Stored data
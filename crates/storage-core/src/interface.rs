// Copyright 2021 System76 <info@system76.com>
// SPDX-License-Identifier: LGPL-3.0-only

//! Callbacks into whatever is presenting the installation to the user.

#[derive(Clone, Copy, Debug, PartialEq, Eq, Serialize, Deserialize)]
pub enum MessageKind {
    /// Informational, acknowledged with a single button.
    Ok,
    /// A question answered with yes or no.
    YesNo,
    /// A fatal condition. The installation stops once acknowledged.
    Error,
}

/// A long-running task whose completion is reported incrementally.
pub trait Progress {
    fn set(&mut self, completed: u64);
}

/// An open window, closed when dropped.
pub trait Window {}

pub trait Interface {
    /// Returns true for "yes" or acknowledgement.
    fn message_window(&self, title: &str, text: &str, kind: MessageKind) -> bool;

    fn progress_window(&self, title: &str, text: &str, total: u64) -> Box<dyn Progress + '_>;

    /// Shown while an operation of unknown length runs.
    fn wait_window(&self, title: &str, text: &str) -> Box<dyn Window + '_>;
}

/// Logs every message, answering questions with a fixed response.
#[derive(Clone, Copy, Debug)]
pub struct Headless {
    pub answer: bool,
}

impl Default for Headless {
    fn default() -> Self {
        Self { answer: true }
    }
}

struct LoggedProgress {
    title: String,
    total: u64,
}

impl Progress for LoggedProgress {
    fn set(&mut self, completed: u64) {
        tracing::debug!("{}: {}/{}", self.title, completed, self.total);
    }
}

struct LoggedWait {
    title: String,
}

impl Window for LoggedWait {}

impl Drop for LoggedWait {
    fn drop(&mut self) {
        tracing::debug!("{}: finished", self.title);
    }
}

impl Interface for Headless {
    fn message_window(&self, title: &str, text: &str, kind: MessageKind) -> bool {
        match kind {
            MessageKind::Error => tracing::error!("{}: {}", title, text),
            MessageKind::YesNo => tracing::warn!("{}: {} (answering {})", title, text, self.answer),
            MessageKind::Ok => tracing::info!("{}: {}", title, text),
        }

        kind != MessageKind::YesNo || self.answer
    }

    fn progress_window(&self, title: &str, text: &str, total: u64) -> Box<dyn Progress + '_> {
        tracing::info!("{}: {}", title, text);
        Box::new(LoggedProgress {
            title: title.to_owned(),
            total,
        })
    }

    fn wait_window(&self, title: &str, text: &str) -> Box<dyn Window + '_> {
        tracing::info!("{}: {}", title, text);
        Box::new(LoggedWait {
            title: title.to_owned(),
        })
    }
}
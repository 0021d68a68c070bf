// Copyright 2021 System76 <info@system76.com>
// SPDX-License-Identifier: LGPL-3.0-only

//! Target platform detection, which drives the boot placement rules.

use crate::config::StorageConfig;
use crate::table::PartitionTable;
use std::path::Path;

#[derive(Clone, Copy, Debug, PartialEq, Eq, Hash, Serialize, Deserialize)]
pub enum Arch {
    X86,
    X86_64,
    Ia64,
    Ppc,
    S390,
    Alpha,
    Sparc,
    Other,
}

impl Arch {
    pub fn parse(name: &str) -> Arch {
        match name {
            "i386" | "i486" | "i586" | "i686" | "x86" => Arch::X86,
            "x86_64" | "amd64" => Arch::X86_64,
            "ia64" => Arch::Ia64,
            "ppc" | "ppc64" | "powerpc" | "powerpc64" => Arch::Ppc,
            "s390" | "s390x" => Arch::S390,
            "alpha" => Arch::Alpha,
            "sparc" | "sparc64" => Arch::Sparc,
            _ => Arch::Other,
        }
    }

    pub fn current() -> Arch {
        Arch::parse(std::env::consts::ARCH)
    }
}

#[derive(Clone, Copy, Debug, PartialEq, Eq, Hash, Serialize, Deserialize)]
pub enum PpcMachine {
    PSeries,
    ISeries,
    /// NewWorld Apple hardware.
    PMac,
}

impl PpcMachine {
    pub fn parse(name: &str) -> Option<PpcMachine> {
        match name {
            "pSeries" => Some(PpcMachine::PSeries),
            "iSeries" => Some(PpcMachine::ISeries),
            "PMac" | "NewWorld" => Some(PpcMachine::PMac),
            _ => None,
        }
    }
}

/// The machine being installed to.
#[derive(Clone, Copy, Debug, PartialEq, Eq, Serialize, Deserialize)]
pub struct Platform {
    pub arch: Arch,
    pub efi: bool,
    pub ppc_machine: Option<PpcMachine>,
}

impl Platform {
    pub fn new(arch: Arch) -> Self {
        Self {
            arch,
            efi: arch == Arch::Ia64,
            ppc_machine: None,
        }
    }

    pub fn efi(mut self, efi: bool) -> Self {
        self.efi = efi || self.arch == Arch::Ia64;
        self
    }

    pub fn ppc(machine: PpcMachine) -> Self {
        Self {
            arch: Arch::Ppc,
            efi: false,
            ppc_machine: Some(machine),
        }
    }

    pub fn detect(config: &StorageConfig) -> Self {
        let arch = config
            .arch
            .as_deref()
            .map(Arch::parse)
            .unwrap_or_else(Arch::current);

        let efi = config
            .efi
            .unwrap_or_else(|| Path::new("/sys/firmware/efi").exists());

        let ppc_machine = if arch == Arch::Ppc {
            config
                .ppc_machine
                .as_deref()
                .and_then(PpcMachine::parse)
                .or(Some(PpcMachine::PSeries))
        } else {
            None
        };

        Platform {
            arch,
            efi: efi || arch == Arch::Ia64,
            ppc_machine,
        }
    }

    /// Architectures whose boot loader can read a mirrored `/boot`.
    pub fn raid_boot_capable(&self) -> bool {
        matches!(self.arch, Arch::X86 | Arch::X86_64 | Arch::Ppc)
    }

    /// Name of the filesystem kind that must hold the boot loader, if any.
    pub fn boot_loader_kind(&self) -> Option<&'static str> {
        if self.efi {
            return Some("efi");
        }

        match self.ppc_machine {
            Some(PpcMachine::PSeries) | Some(PpcMachine::ISeries) => Some("PPC PReP Boot"),
            Some(PpcMachine::PMac) => Some("Apple Bootstrap"),
            None => None,
        }
    }

    /// Label written to disks which have to be initialized.
    pub fn default_table(&self) -> PartitionTable {
        if self.efi || self.ppc_machine == Some(PpcMachine::PMac) {
            PartitionTable::Gpt
        } else {
            PartitionTable::Mbr
        }
    }

    pub fn is_bios_x86(&self) -> bool {
        !self.efi && matches!(self.arch, Arch::X86 | Arch::X86_64)
    }
}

Description of the task: All lines in the records above that contain "struct" are to be reported.

Task result:
pub struct Headless {
struct LoggedProgress {
struct LoggedWait {
pub struct Platform {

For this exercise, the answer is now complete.